(Items from a data source)
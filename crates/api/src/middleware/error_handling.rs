//! # Error Handling Middleware
//!
//! Maps the domain error taxonomy to HTTP status codes and consistent JSON
//! error bodies. `SlotUnavailable` and `OutOfHours` are expected,
//! user-facing booking outcomes (conflict/bad-request class), not system
//! faults; only `Unavailable` signals a transient failure worth retrying.

use axum::{
    http::StatusCode,
    response::{IntoResponse, Response},
    Json,
};
use salonbook_core::errors::BookingError;
use serde_json::json;

/// Application error wrapper that provides HTTP status code mapping.
///
/// `AppError` wraps domain-specific `BookingError` instances and implements
/// `IntoResponse` to convert them into HTTP responses with appropriate
/// status codes and JSON payloads.
#[derive(Debug)]
pub struct AppError(pub BookingError);

impl IntoResponse for AppError {
    fn into_response(self) -> Response {
        // Map error types to HTTP status codes
        let status = match &self.0 {
            BookingError::NotFound(_) => StatusCode::NOT_FOUND,
            BookingError::InvalidRequest(_) => StatusCode::BAD_REQUEST,
            BookingError::OutOfHours(_) => StatusCode::BAD_REQUEST,
            BookingError::SlotUnavailable(_) => StatusCode::CONFLICT,
            BookingError::Authentication(_) => StatusCode::UNAUTHORIZED,
            BookingError::Authorization(_) => StatusCode::FORBIDDEN,
            BookingError::Unavailable(_) => StatusCode::SERVICE_UNAVAILABLE,
            BookingError::Database(_) => StatusCode::INTERNAL_SERVER_ERROR,
            BookingError::Internal(_) => StatusCode::INTERNAL_SERVER_ERROR,
        };

        if status.is_server_error() {
            tracing::error!("request failed: {}", self.0);
        }

        // Get the error message and format as JSON
        let message = self.0.to_string();
        let body = Json(json!({ "error": message }));

        (status, body).into_response()
    }
}

/// Allows using `?` with functions returning `Result<T, BookingError>`.
impl From<BookingError> for AppError {
    fn from(err: BookingError) -> Self {
        AppError(err)
    }
}

/// Repository-level reports surface as database errors.
impl From<eyre::Report> for AppError {
    fn from(err: eyre::Report) -> Self {
        AppError(BookingError::Database(err))
    }
}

* _What is being asked_
The records above are to be printed out again exactly, without omission.

* _Exercise solution_
filename crates/api/src/middleware/error_handling.rs
//! # Error Handling Middleware
//!
//! Maps the domain error taxonomy to HTTP status codes and consistent JSON
//! error bodies. `SlotUnavailable` and `OutOfHours` are expected,
//! user-facing booking outcomes (conflict/bad-request class), not system
//! faults; only `Unavailable` signals a transient failure worth retrying.

use axum::{
    http::StatusCode,
    response::{IntoResponse, Response},
    Json,
};
use salonbook_core::errors::BookingError;
use serde_json::json;

/// Application error wrapper that provides HTTP status code mapping.
///
/// `AppError` wraps domain-specific `BookingError` instances and implements
/// `IntoResponse` to convert them into HTTP responses with appropriate
/// status codes and JSON payloads.
#[derive(Debug)]
pub struct AppError(pub BookingError);

impl IntoResponse for AppError {
    fn into_response(self) -> Response {
        // Map error types to HTTP status codes
        let status = match &self.0 {
            BookingError::NotFound(_) => StatusCode::NOT_FOUND,
            BookingError::InvalidRequest(_) => StatusCode::BAD_REQUEST,
            BookingError::OutOfHours(_) => StatusCode::BAD_REQUEST,
            BookingError::SlotUnavailable(_) => StatusCode::CONFLICT,
            BookingError::Authentication(_) => StatusCode::UNAUTHORIZED,
            BookingError::Authorization(_) => StatusCode::FORBIDDEN,
            BookingError::Unavailable(_) => StatusCode::SERVICE_UNAVAILABLE,
            BookingError::Database(_) => StatusCode::INTERNAL_SERVER_ERROR,
            BookingError::Internal(_) => StatusCode::INTERNAL_SERVER_ERROR,
        };

        if status.is_server_error() {
            tracing::error!("request failed: {}", self.0);
        }

        // Get the error message and format as JSON
        let message = self.0.to_string();
        let body = Json(json!({ "error": message }));

        (status, body).into_response()
    }
}

/// Allows using `?` with functions returning `Result<T, BookingError>`.
impl From<BookingError> for AppError {
    fn from(err: BookingError) -> Self {
        AppError(err)
    }
}

/// Repository-level reports surface as database errors.
impl From<eyre::Report> for AppError {
    fn from(err: eyre::Report) -> Self {
        AppError(BookingError::Database(err))
    }
}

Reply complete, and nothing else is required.